## What the task requires
Reproduce the entries below character for character.

(Beginning of Information)

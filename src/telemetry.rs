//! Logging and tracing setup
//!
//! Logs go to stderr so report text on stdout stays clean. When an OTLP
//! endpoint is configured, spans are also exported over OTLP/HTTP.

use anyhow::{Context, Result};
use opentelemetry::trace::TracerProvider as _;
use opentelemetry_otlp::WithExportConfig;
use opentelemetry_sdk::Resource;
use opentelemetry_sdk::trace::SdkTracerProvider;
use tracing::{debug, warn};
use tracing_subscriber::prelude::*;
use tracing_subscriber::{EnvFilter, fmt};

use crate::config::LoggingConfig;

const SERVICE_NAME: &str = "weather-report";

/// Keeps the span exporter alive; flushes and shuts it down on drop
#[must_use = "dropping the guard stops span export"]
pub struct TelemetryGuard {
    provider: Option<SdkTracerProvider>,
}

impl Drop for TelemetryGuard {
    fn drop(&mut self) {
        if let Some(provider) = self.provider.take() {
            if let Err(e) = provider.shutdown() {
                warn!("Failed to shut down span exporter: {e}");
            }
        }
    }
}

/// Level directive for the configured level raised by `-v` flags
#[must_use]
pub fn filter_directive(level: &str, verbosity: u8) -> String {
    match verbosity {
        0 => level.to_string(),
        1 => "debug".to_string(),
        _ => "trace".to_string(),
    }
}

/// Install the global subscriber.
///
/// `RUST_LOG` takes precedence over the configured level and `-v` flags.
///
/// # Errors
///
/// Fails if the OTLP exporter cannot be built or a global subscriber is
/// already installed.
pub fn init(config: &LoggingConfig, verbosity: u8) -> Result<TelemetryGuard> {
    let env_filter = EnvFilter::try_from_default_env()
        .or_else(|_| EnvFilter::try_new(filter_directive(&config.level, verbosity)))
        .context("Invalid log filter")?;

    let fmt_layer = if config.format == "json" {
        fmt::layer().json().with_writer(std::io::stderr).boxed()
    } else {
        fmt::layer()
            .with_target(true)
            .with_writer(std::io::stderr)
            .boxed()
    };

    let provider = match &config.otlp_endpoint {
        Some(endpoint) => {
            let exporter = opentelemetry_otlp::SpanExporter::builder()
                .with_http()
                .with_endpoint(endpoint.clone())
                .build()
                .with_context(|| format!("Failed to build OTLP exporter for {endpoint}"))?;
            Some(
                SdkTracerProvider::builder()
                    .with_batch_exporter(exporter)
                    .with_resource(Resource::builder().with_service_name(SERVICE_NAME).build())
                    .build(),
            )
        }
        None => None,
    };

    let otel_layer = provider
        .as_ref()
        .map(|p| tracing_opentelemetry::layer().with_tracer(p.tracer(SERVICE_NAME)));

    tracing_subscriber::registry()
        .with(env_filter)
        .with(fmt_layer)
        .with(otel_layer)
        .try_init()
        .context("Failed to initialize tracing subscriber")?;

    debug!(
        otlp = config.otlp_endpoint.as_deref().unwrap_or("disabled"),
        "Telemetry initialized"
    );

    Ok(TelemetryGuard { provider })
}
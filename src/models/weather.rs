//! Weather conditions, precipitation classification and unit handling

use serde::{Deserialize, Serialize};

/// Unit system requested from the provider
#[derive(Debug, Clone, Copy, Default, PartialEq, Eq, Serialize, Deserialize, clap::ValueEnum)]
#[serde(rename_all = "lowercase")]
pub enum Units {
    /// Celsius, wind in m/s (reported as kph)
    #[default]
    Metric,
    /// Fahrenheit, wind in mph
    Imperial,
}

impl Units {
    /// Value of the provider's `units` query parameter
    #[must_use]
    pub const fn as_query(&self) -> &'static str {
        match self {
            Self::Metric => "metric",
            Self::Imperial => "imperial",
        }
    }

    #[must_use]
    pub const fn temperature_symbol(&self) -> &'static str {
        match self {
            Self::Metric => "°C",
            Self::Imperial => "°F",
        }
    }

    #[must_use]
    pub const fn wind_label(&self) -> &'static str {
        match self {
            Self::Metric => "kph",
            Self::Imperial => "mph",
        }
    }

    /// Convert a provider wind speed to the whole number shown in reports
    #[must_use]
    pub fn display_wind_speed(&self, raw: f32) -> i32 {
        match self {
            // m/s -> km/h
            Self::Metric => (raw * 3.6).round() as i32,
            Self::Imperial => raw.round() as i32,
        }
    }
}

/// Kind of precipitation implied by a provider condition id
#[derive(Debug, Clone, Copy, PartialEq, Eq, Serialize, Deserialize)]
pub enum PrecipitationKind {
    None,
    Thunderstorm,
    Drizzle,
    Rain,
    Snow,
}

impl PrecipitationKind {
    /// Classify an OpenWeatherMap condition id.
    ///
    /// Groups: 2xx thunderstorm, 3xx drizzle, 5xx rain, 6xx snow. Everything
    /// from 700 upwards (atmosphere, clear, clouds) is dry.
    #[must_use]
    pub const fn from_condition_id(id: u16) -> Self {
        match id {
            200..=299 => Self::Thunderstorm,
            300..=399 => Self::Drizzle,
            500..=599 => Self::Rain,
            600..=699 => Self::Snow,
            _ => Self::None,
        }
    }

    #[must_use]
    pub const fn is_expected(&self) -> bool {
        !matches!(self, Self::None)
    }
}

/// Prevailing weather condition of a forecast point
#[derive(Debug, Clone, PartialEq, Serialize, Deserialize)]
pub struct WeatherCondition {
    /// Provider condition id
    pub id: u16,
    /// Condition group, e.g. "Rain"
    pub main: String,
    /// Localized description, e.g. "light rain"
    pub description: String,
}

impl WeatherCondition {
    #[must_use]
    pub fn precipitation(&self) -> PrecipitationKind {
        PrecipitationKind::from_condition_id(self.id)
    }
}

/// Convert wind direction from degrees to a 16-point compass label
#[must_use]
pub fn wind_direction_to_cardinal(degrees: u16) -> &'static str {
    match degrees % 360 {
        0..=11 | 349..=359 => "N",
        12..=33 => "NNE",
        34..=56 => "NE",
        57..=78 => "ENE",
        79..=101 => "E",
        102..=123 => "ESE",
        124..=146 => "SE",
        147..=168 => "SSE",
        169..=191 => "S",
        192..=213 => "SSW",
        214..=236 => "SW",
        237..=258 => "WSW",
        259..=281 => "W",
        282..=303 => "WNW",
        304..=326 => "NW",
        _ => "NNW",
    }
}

(End of Information)

## Response to this exercise
filename src/telemetry.rs
//! Logging and tracing setup
//!
//! Logs go to stderr so report text on stdout stays clean. When an OTLP
//! endpoint is configured, spans are also exported over OTLP/HTTP.

use anyhow::{Context, Result};
use opentelemetry::trace::TracerProvider as _;
use opentelemetry_otlp::WithExportConfig;
use opentelemetry_sdk::Resource;
use opentelemetry_sdk::trace::SdkTracerProvider;
use tracing::{debug, warn};
use tracing_subscriber::prelude::*;
use tracing_subscriber::{EnvFilter, fmt};

use crate::config::LoggingConfig;

const SERVICE_NAME: &str = "weather-report";

/// Keeps the span exporter alive; flushes and shuts it down on drop
#[must_use = "dropping the guard stops span export"]
pub struct TelemetryGuard {
    provider: Option<SdkTracerProvider>,
}

impl Drop for TelemetryGuard {
    fn drop(&mut self) {
        if let Some(provider) = self.provider.take() {
            if let Err(e) = provider.shutdown() {
                warn!("Failed to shut down span exporter: {e}");
            }
        }
    }
}

/// Level directive for the configured level raised by `-v` flags
#[must_use]
pub fn filter_directive(level: &str, verbosity: u8) -> String {
    match verbosity {
        0 => level.to_string(),
        1 => "debug".to_string(),
        _ => "trace".to_string(),
    }
}

/// Install the global subscriber.
///
/// `RUST_LOG` takes precedence over the configured level and `-v` flags.
///
/// # Errors
///
/// Fails if the OTLP exporter cannot be built or a global subscriber is
/// already installed.
pub fn init(config: &LoggingConfig, verbosity: u8) -> Result<TelemetryGuard> {
    let env_filter = EnvFilter::try_from_default_env()
        .or_else(|_| EnvFilter::try_new(filter_directive(&config.level, verbosity)))
        .context("Invalid log filter")?;

    let fmt_layer = if config.format == "json" {
        fmt::layer().json().with_writer(std::io::stderr).boxed()
    } else {
        fmt::layer()
            .with_target(true)
            .with_writer(std::io::stderr)
            .boxed()
    };

    let provider = match &config.otlp_endpoint {
        Some(endpoint) => {
            let exporter = opentelemetry_otlp::SpanExporter::builder()
                .with_http()
                .with_endpoint(endpoint.clone())
                .build()
                .with_context(|| format!("Failed to build OTLP exporter for {endpoint}"))?;
            Some(
                SdkTracerProvider::builder()
                    .with_batch_exporter(exporter)
                    .with_resource(Resource::builder().with_service_name(SERVICE_NAME).build())
                    .build(),
            )
        }
        None => None,
    };

    let otel_layer = provider
        .as_ref()
        .map(|p| tracing_opentelemetry::layer().with_tracer(p.tracer(SERVICE_NAME)));

    tracing_subscriber::registry()
        .with(env_filter)
        .with(fmt_layer)
        .with(otel_layer)
        .try_init()
        .context("Failed to initialize tracing subscriber")?;

    debug!(
        otlp = config.otlp_endpoint.as_deref().unwrap_or("disabled"),
        "Telemetry initialized"
    );

    Ok(TelemetryGuard { provider })
}
filename src/models/weather.rs
//! Weather conditions, precipitation classification and unit handling

use serde::{Deserialize, Serialize};

/// Unit system requested from the provider
#[derive(Debug, Clone, Copy, Default, PartialEq, Eq, Serialize, Deserialize, clap::ValueEnum)]
#[serde(rename_all = "lowercase")]
pub enum Units {
    /// Celsius, wind in m/s (reported as kph)
    #[default]
    Metric,
    /// Fahrenheit, wind in mph
    Imperial,
}

impl Units {
    /// Value of the provider's `units` query parameter
    #[must_use]
    pub const fn as_query(&self) -> &'static str {
        match self {
            Self::Metric => "metric",
            Self::Imperial => "imperial",
        }
    }

    #[must_use]
    pub const fn temperature_symbol(&self) -> &'static str {
        match self {
            Self::Metric => "°C",
            Self::Imperial => "°F",
        }
    }

    #[must_use]
    pub const fn wind_label(&self) -> &'static str {
        match self {
            Self::Metric => "kph",
            Self::Imperial => "mph",
        }
    }

    /// Convert a provider wind speed to the whole number shown in reports
    #[must_use]
    pub fn display_wind_speed(&self, raw: f32) -> i32 {
        match self {
            // m/s -> km/h
            Self::Metric => (raw * 3.6).round() as i32,
            Self::Imperial => raw.round() as i32,
        }
    }
}

/// Kind of precipitation implied by a provider condition id
#[derive(Debug, Clone, Copy, PartialEq, Eq, Serialize, Deserialize)]
pub enum PrecipitationKind {
    None,
    Thunderstorm,
    Drizzle,
    Rain,
    Snow,
}

impl PrecipitationKind {
    /// Classify an OpenWeatherMap condition id.
    ///
    /// Groups: 2xx thunderstorm, 3xx drizzle, 5xx rain, 6xx snow. Everything
    /// from 700 upwards (atmosphere, clear, clouds) is dry.
    #[must_use]
    pub const fn from_condition_id(id: u16) -> Self {
        match id {
            200..=299 => Self::Thunderstorm,
            300..=399 => Self::Drizzle,
            500..=599 => Self::Rain,
            600..=699 => Self::Snow,
            _ => Self::None,
        }
    }

    #[must_use]
    pub const fn is_expected(&self) -> bool {
        !matches!(self, Self::None)
    }
}

/// Prevailing weather condition of a forecast point
#[derive(Debug, Clone, PartialEq, Serialize, Deserialize)]
pub struct WeatherCondition {
    /// Provider condition id
    pub id: u16,
    /// Condition group, e.g. "Rain"
    pub main: String,
    /// Localized description, e.g. "light rain"
    pub description: String,
}

impl WeatherCondition {
    #[must_use]
    pub fn precipitation(&self) -> PrecipitationKind {
        PrecipitationKind::from_condition_id(self.id)
    }
}

/// Convert wind direction from degrees to a 16-point compass label
#[must_use]
pub fn wind_direction_to_cardinal(degrees: u16) -> &'static str {
    match degrees % 360 {
        0..=11 | 349..=359 => "N",
        12..=33 => "NNE",
        34..=56 => "NE",
        57..=78 => "ENE",
        79..=101 => "E",
        102..=123 => "ESE",
        124..=146 => "SE",
        147..=168 => "SSE",
        169..=191 => "S",
        192..=213 => "SSW",
        214..=236 => "SW",
        237..=258 => "WSW",
        259..=281 => "W",
        282..=303 => "WNW",
        304..=326 => "NW",
        _ => "NNW",
    }
}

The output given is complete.